Posted May 10, 2022 17:06 UTC (Tue) by NYKevin (subscriber, #129325) [Link]

> Most commands you execute don't exist in your private bin, so you need a negative dentry for each of them.

bash hashes those automatically. It does one lookup and then remembers where the file lives. Try running the command hash to see your lookup table. Ironically, this is a perfect example of negative dentry cache leakage, because the kernel is remembering information which userspace already tracks anyway.

(zsh also does this, and I imagine most other modern shells do as well.)

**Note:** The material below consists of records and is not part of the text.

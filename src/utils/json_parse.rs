//! Tolerant parsing of partial JSON from streaming tool calls.
//!
//! Tool-call arguments arrive as raw string deltas. Until the block ends the
//! accumulated text is usually a prefix of a well-formed document: an object
//! missing closers, an array cut mid-element, a string cut mid-escape. This
//! parser tracks nesting and quoting, completes whatever is open, and returns
//! the best structured snapshot it can. Strictness is enforced only at block
//! end by the caller.

use serde_json::Value;

/// Parse potentially incomplete JSON, returning the best-effort snapshot.
///
/// Falls back to an empty object when no completion produces valid JSON
/// (e.g. the input ends inside an object key).
///
/// # Example
///
/// ```
/// use manifold_llm::utils::json_parse::parse_partial_json;
/// use serde_json::json;
///
/// let partial = r#"{"items": [1, 2, 3"#;
/// assert_eq!(parse_partial_json(partial), json!({"items": [1, 2, 3]}));
///
/// let mid_string = r#"{"city": "Tok"#;
/// assert_eq!(parse_partial_json(mid_string), json!({"city": "Tok"}));
/// ```
pub fn parse_partial_json(s: &str) -> Value {
    if let Ok(v) = serde_json::from_str(s) {
        return v;
    }

    let mut stack: Vec<char> = Vec::new();
    let mut in_string = false;
    let mut escape_next = false;

    for c in s.chars() {
        if escape_next {
            escape_next = false;
            continue;
        }

        match c {
            '\\' if in_string => escape_next = true,
            '"' => in_string = !in_string,
            '{' if !in_string => stack.push('{'),
            '}' if !in_string => {
                if stack.last() == Some(&'{') {
                    stack.pop();
                }
            }
            '[' if !in_string => stack.push('['),
            ']' if !in_string => {
                if stack.last() == Some(&'[') {
                    stack.pop();
                }
            }
            _ => {}
        }
    }

    let mut candidate = s.trim_end().to_string();

    // A trailing escape can never complete; drop the backslash.
    if escape_next {
        candidate.pop();
    }

    if in_string {
        candidate.push('"');
    }

    // Dangling separators would make the completion invalid JSON.
    while candidate.ends_with(',') || candidate.ends_with(':') {
        candidate.pop();
    }

    for opener in stack.iter().rev() {
        candidate.push(match opener {
            '{' => '}',
            _ => ']',
        });
    }

    serde_json::from_str(&candidate).unwrap_or_else(|_| Value::Object(Default::default()))
}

> Similar issues for header files; each invocation of gcc needs to search every directory in the -I directories for the header files.

I'm not saying that we should get rid of negative dentries altogether, just that you don't need a huge number of them. Just how many header files are you searching for?

Dealing with negative dentries

Posted May 21, 2022 8:57 UTC (Sat) by sammythesnake (guest, #17693) [Link]

Perhaps the fix for this (and similar cases) could be to have an API that allows a file lookup with a set of locations, rather than a single file path.

E.g. a call to look for "ls" in any of ["/home/bob/bin","/usr/bin","/usr/sbin"] - there could then be a single dentry indicating that it's at "/usr/bin/ls", or none of the above for some other binary that isn't installed.

The same logic would work for include files or whatever, too...

Obvious downsides that occur to me:

1. You need to define a neat way to specify the $PATH equivalent in a way that could be canonically hashed as the key in the cache - that API would need careful design.

For positive entries, you could potentially only include path elements up to the one where the file was found, meaning the dentry created by the "ls" example above would also be hit if the $PATH was extended or even if the "sbin" element was omitted.

All of this would be much more complex and locating the correct negative dentries to invalidate when a file is created could be a faff. Given that this code is supposed to be faster than heading to the filesystem, there's a limit to how much cleverness is worth paying for.

2. You also might have lots of different $PATH / $INCLUDE specifications, leading to potentially lots of similar entries (especially the negative ones which wouldn't benefit from the path element pruning idea above) which would reduce the potential wins.